Characterization of the population of pregnant women attending a mental health service
Keywords:mental health, perinatal care, pregnancy, psychopathology
Introduction: Psychopathological symptoms are common during pregnancy and their detection and referral to specialized care is often suboptimal. The aim of this study was to perform a descriptive analysis of sociodemographic, mental health, and obstetric features of a population of pregnant women followed at Psychiatry consultation.
Methodology: This was a cross-sectional, descriptive study of women followed both at Gynecology/Obstetrics and Psychiatry consultations of Hospital Prof.
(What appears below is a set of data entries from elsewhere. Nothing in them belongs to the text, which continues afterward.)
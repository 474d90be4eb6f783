//! Orchestration for the cohort pipeline.
//!
//! [`OrchestrationEngine`] drives an ingested file through the fixed stage
//! sequence, calling the validation and transformation engines per record,
//! raising exceptions for failing records and staging the rest into the
//! distribution ledger. [`CohortService`] puts every pipeline operation
//! behind one handle for the server and CLI.

pub mod config;
pub mod engine;
pub mod error;
pub mod ingest;
pub mod loader;
pub mod report;
pub mod service;

pub use config::{DistributionSource, PipelineConfig};
pub use engine::OrchestrationEngine;
pub use error::{PipelineError, PipelineResult};
pub use ingest::{FileType, IngestedFile, IngestionGateway, InMemoryGateway, JsonFileGateway};
pub use report::{ProcessFileReport, RecordFailure, RecordOutcome};
pub use service::CohortService;

// Re-export the types callers need to drive the service.
pub use cohort_exceptions::{ExceptionEntry, NewException, Resolution};
pub use cohort_ledger::{DistributionRecord, Extraction, IntegrityReport, NewDistributionRecord};
pub use cohort_transform::{BatchTransformation, TransformationOutcome};
pub use cohort_types::{
    FieldValue, FileId, FileStatus, GpPractice, ParticipantKey, RawRecord, RecordStatus,
    ReferenceData, RequestId, Stage,
};
pub use cohort_validation::ParticipantValidation;
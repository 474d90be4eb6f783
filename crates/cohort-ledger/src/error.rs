use cohort_types::{DistributionId, RequestId};

/// Errors produced by ledger operations.
#[derive(Debug, Clone, PartialEq, Eq, thiserror::Error)]
pub enum LedgerError {
    /// No records carry the request id.
    #[error("No records found for request_id {0}")]
    RequestNotFound(RequestId),

    #[error("distribution record not found: {0}")]
    RecordNotFound(DistributionId),

    #[error("invalid input: {0}")]
    InvalidInput(String),

    /// A replay did not reproduce its extraction.
    #[error("replay mismatch for request {request_id}: {reason}")]
    ReplayMismatch { request_id: RequestId, reason: String },

    #[error("serialization error: {0}")]
    Serialization(String),

    #[error("ledger lock poisoned")]
    Poisoned,
}

pub type LedgerResult<T> = Result<T, LedgerError>;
Doutor Fernando Fonseca between 2014 and 2016. A total of 76 women were included, for whom pre-defined features associated in the literature with risk of developing psychopathological symptoms during pregnancy were collected.
Results and Discussion: Risk factors identified in the development of depressive symptoms included absence of an affective relationship during pregnancy (n=11; 14.5%), being first-generation immigrant (n=17; 22.4%), and substance use before (n=18; 23.7%) or during (n=10; 13.1%) pregnancy. Sample was divided into women with previous Psychiatry follow-up who became pregnant (n=44; 57.9%) and women referred to Psychiatry consultation during pregnancy (n=32; 42.1%). In the second group, 18.8% (n=6) of referrals were from primary health care, being relevant to understand whether this represents an under-referral.
Prescription of 21 risk category D drugs was identified, alerting to the need of caution in pharmacological prescription and of considering non-pharmacological options (e.g., cognitive-behavioral therapy) for management of these cases.
Conclusions: Risk factors identified in this study represent an opportunity to optimize clinical practice and improve these patients’ follow-up.